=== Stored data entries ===
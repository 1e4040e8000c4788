// Copyright (c) 2026 100monkeys.ai
// SPDX-License-Identifier: AGPL-3.0

//! Route planner port and implementations.
//!
//! Route geometry is an external collaborator: given two coordinates the
//! planner returns a polyline. `OsrmRoutePlanner` queries an OSRM HTTP
//! service; `GreatCirclePlanner` interpolates a straight line, which keeps
//! tests and offline deployments deterministic.

use async_trait::async_trait;
use serde::Deserialize;
use std::time::Duration;

use crate::domain::geo::GeoPoint;

#[derive(Debug, thiserror::Error)]
pub enum RoutePlanError {
    #[error("Network error: {0}")]
    Network(String),

    #[error("Routing failed: {0}")]
    Provider(String),

    #[error("Invalid coordinates")]
    InvalidCoordinates,
}

#[async_trait]
pub trait RoutePlanner: Send + Sync {
    /// Polyline from origin to destination, origin first.
    async fn plan(
        &self,
        origin: GeoPoint,
        destination: GeoPoint,
    ) -> Result<Vec<GeoPoint>, RoutePlanError>;
}

// ---------------------------------------------------------------------------
// OSRM
// ---------------------------------------------------------------------------

pub struct OsrmRoutePlanner {
    client: reqwest::Client,
    endpoint: String,
}

#[derive(Deserialize)]
struct OsrmResponse {
    code: String,
    #[serde(default)]
    routes: Vec<OsrmRoute>,
}

#[derive(Deserialize)]
struct OsrmRoute {
    geometry: OsrmGeometry,
}

#[derive(Deserialize)]
struct OsrmGeometry {
    /// GeoJSON order: [lng, lat]
    coordinates: Vec<[f64; 2]>,
}

impl OsrmRoutePlanner {
    pub fn new(endpoint: String, timeout: Duration) -> Self {
        let client = reqwest::Client::builder()
            .timeout(timeout)
            .build()
            .unwrap_or_default();
        Self { client, endpoint }
    }
}

#[async_trait]
impl RoutePlanner for OsrmRoutePlanner {
    async fn plan(
        &self,
        origin: GeoPoint,
        destination: GeoPoint,
    ) -> Result<Vec<GeoPoint>, RoutePlanError> {
        if !origin.is_valid() || !destination.is_valid() {
            return Err(RoutePlanError::InvalidCoordinates);
        }

        // OSRM takes lng,lat pairs.
        let url = format!(
            "{}/route/v1/driving/{},{};{},{}?overview=full&geometries=geojson",
            self.endpoint.trim_end_matches('/'),
            origin.lng,
            origin.lat,
            destination.lng,
            destination.lat,
        );

        let response = self
            .client
            .get(&url)
            .send()
            .await
            .map_err(|e| RoutePlanError::Network(e.to_string()))?;

        if !response.status().is_success() {
            return Err(RoutePlanError::Provider(format!(
                "OSRM returned HTTP {}",
                response.status()
            )));
        }

        let parsed: OsrmResponse = response
            .json()
            .await
            .map_err(|e| RoutePlanError::Provider(format!("Failed to parse response: {}", e)))?;

        if parsed.code != "Ok" {
            return Err(RoutePlanError::Provider(parsed.code));
        }

        let route = parsed
            .routes
            .into_iter()
            .next()
            .ok_or_else(|| RoutePlanError::Provider("No routes returned".into()))?;

        Ok(route
            .geometry
            .coordinates
            .into_iter()
            .map(|[lng, lat]| GeoPoint::new(lat, lng))
            .collect())
    }
}

// ---------------------------------------------------------------------------
// Great-circle interpolation
// ---------------------------------------------------------------------------

pub struct GreatCirclePlanner {
    segments: usize,
}

impl GreatCirclePlanner {
    pub fn new(segments: usize) -> Self {
        Self {
            segments: segments.max(1),
        }
    }
}

impl Default for GreatCirclePlanner {
    fn default() -> Self {
        Self::new(16)
    }
}

#[async_trait]
impl RoutePlanner for GreatCirclePlanner {
    async fn plan(
        &self,
        origin: GeoPoint,
        destination: GeoPoint,
    ) -> Result<Vec<GeoPoint>, RoutePlanError> {
        if !origin.is_valid() || !destination.is_valid() {
            return Err(RoutePlanError::InvalidCoordinates);
        }

        let mut waypoints = Vec::with_capacity(self.segments + 1);
        for i in 0..=self.segments {
            let t = i as f64 / self.segments as f64;
            waypoints.push(GeoPoint::new(
                origin.lat + t * (destination.lat - origin.lat),
                origin.lng + t * (destination.lng - origin.lng),
            ));
        }
        Ok(waypoints)
    }
}

#[cfg(test)]
mod tests {
    use super::*;

    #[tokio::test]
    async fn test_great_circle_endpoints_and_length() {
        let planner = GreatCirclePlanner::new(10);
        let origin = GeoPoint::new(13.08, 80.27);
        let destination = GeoPoint::new(21.17, 72.83);

        let polyline = planner.plan(origin, destination).await.unwrap();

        assert_eq!(polyline.len(), 11);
        assert_eq!(polyline[0], origin);
        assert_eq!(polyline[10], destination);
    }

    #[tokio::test]
    async fn test_great_circle_rejects_invalid_coordinates() {
        let planner = GreatCirclePlanner::default();
        let result = planner
            .plan(GeoPoint::new(120.0, 80.0), GeoPoint::new(0.0, 0.0))
            .await;
        assert!(matches!(result, Err(RoutePlanError::InvalidCoordinates)));
    }
}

=== What you need to do ===
Write out, please, only the lines from the one with "assert_eq!(polyline[10], destination);" through the last line above, both included and unchanged.

=== Completed exercise ===
        assert_eq!(polyline[10], destination);
    }

    #[tokio::test]
    async fn test_great_circle_rejects_invalid_coordinates() {
        let planner = GreatCirclePlanner::default();
        let result = planner
            .plan(GeoPoint::new(120.0, 80.0), GeoPoint::new(0.0, 0.0))
            .await;
        assert!(matches!(result, Err(RoutePlanError::InvalidCoordinates)));
    }
}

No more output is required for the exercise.